Start of Block
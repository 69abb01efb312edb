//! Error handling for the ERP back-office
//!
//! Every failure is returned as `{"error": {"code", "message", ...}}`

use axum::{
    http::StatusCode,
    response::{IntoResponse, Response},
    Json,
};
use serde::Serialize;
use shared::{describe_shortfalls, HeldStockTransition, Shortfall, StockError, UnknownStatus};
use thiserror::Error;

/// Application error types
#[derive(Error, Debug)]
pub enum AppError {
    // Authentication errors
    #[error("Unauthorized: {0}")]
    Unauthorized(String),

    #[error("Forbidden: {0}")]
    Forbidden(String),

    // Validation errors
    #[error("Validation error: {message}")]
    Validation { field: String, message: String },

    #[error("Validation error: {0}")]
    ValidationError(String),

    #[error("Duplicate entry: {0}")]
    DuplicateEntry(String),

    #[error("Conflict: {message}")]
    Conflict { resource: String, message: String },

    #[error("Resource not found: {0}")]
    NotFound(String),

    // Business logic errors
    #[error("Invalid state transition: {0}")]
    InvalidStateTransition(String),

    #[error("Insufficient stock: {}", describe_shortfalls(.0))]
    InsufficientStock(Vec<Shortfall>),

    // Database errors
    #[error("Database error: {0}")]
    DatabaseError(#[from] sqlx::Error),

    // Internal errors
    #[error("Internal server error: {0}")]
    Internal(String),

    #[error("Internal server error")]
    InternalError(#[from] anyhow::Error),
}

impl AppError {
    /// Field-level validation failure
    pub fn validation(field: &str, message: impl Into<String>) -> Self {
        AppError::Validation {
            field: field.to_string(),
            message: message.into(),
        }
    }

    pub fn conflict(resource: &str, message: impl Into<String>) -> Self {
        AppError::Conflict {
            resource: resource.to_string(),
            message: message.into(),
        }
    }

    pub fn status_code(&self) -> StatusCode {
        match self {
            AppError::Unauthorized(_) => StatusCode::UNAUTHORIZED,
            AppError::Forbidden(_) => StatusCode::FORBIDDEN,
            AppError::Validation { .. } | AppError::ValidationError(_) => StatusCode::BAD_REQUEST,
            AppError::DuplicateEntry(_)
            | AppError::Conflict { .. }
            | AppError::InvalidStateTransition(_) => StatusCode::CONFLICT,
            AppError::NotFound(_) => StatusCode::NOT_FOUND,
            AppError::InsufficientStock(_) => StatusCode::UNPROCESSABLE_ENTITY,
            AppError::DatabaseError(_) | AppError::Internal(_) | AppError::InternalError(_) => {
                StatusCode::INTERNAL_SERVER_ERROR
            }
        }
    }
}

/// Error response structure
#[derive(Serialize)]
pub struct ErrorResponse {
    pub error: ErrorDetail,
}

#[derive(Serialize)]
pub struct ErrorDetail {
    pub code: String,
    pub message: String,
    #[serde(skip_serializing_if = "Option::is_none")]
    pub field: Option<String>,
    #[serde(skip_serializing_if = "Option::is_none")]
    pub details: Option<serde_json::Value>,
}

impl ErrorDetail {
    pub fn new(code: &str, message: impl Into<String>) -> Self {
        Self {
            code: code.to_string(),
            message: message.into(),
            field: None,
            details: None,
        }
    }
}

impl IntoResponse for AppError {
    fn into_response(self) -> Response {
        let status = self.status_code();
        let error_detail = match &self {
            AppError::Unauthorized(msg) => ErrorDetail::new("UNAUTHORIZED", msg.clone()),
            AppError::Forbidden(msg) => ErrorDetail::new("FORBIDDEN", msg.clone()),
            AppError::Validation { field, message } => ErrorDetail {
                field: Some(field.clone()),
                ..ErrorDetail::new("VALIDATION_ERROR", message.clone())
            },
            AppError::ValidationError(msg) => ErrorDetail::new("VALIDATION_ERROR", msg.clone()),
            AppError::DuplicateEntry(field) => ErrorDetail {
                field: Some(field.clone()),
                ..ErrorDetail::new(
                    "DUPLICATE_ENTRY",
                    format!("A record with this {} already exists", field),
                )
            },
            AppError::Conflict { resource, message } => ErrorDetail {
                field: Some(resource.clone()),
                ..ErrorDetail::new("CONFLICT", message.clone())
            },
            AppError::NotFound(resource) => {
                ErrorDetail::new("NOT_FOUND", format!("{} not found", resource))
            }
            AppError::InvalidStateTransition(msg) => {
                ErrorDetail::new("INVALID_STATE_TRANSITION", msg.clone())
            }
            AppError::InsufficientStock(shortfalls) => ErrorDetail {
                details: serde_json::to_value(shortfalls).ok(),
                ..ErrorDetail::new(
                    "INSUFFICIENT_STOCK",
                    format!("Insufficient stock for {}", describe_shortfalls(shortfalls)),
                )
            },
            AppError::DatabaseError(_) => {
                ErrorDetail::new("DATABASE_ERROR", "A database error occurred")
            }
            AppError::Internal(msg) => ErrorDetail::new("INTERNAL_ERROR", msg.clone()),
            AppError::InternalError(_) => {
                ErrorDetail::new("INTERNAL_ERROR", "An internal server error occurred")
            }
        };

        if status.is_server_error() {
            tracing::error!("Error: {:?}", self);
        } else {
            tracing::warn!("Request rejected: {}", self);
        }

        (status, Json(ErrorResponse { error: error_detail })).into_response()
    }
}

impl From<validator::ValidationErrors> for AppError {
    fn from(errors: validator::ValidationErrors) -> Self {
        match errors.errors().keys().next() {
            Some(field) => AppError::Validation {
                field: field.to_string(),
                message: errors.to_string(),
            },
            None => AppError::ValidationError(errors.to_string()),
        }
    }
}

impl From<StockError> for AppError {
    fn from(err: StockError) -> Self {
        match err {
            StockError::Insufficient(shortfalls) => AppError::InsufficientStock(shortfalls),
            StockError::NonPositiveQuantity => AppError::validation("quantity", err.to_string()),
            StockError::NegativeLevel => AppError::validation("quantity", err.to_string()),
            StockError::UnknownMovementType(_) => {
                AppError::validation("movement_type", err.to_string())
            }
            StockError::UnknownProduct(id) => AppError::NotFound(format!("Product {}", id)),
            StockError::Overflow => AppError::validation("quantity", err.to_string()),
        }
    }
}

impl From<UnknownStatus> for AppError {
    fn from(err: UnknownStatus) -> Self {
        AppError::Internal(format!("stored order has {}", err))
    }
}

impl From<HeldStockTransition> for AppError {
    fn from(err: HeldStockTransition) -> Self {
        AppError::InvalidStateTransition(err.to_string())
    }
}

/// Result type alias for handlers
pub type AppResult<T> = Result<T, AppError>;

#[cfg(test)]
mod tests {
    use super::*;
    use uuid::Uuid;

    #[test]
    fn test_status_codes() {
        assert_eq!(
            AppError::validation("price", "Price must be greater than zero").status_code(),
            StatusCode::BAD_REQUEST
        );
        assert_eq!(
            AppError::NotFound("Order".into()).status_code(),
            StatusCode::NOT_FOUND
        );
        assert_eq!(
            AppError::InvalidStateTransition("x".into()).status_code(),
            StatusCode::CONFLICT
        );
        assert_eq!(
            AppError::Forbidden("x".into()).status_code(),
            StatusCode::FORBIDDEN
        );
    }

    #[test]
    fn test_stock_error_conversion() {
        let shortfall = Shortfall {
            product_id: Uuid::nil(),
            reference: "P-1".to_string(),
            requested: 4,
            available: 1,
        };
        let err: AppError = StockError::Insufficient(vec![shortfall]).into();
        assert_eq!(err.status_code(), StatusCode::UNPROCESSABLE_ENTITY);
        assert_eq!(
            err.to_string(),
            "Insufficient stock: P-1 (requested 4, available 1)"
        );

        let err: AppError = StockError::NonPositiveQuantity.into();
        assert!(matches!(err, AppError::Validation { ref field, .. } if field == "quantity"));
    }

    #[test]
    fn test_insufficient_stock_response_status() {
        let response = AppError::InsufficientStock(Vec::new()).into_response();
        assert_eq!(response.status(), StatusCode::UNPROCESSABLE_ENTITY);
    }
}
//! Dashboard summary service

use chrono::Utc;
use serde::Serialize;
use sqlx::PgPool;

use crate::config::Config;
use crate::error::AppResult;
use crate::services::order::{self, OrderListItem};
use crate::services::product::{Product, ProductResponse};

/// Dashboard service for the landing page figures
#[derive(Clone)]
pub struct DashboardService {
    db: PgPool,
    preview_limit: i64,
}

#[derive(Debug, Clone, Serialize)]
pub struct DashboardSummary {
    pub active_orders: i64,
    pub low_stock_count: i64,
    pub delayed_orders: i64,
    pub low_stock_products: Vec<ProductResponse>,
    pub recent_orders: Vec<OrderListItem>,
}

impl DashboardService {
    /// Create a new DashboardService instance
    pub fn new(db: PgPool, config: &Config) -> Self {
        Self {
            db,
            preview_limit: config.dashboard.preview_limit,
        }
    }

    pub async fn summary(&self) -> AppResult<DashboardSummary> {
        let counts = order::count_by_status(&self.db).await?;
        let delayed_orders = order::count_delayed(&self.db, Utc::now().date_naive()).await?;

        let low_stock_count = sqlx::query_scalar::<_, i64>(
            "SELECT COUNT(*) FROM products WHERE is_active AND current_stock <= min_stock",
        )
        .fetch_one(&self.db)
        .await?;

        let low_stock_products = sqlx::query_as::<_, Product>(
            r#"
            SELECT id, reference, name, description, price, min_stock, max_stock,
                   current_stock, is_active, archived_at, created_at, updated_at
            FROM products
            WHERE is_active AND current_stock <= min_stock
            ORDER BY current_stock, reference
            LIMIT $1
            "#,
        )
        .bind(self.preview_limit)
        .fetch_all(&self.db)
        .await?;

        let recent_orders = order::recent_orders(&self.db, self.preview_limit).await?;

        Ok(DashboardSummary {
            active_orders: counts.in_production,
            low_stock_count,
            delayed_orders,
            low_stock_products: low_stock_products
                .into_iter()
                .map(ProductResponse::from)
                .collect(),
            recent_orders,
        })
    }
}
End of Block
Nothing but a number, please, for how many lines of the data hold "DashboardSummary".

3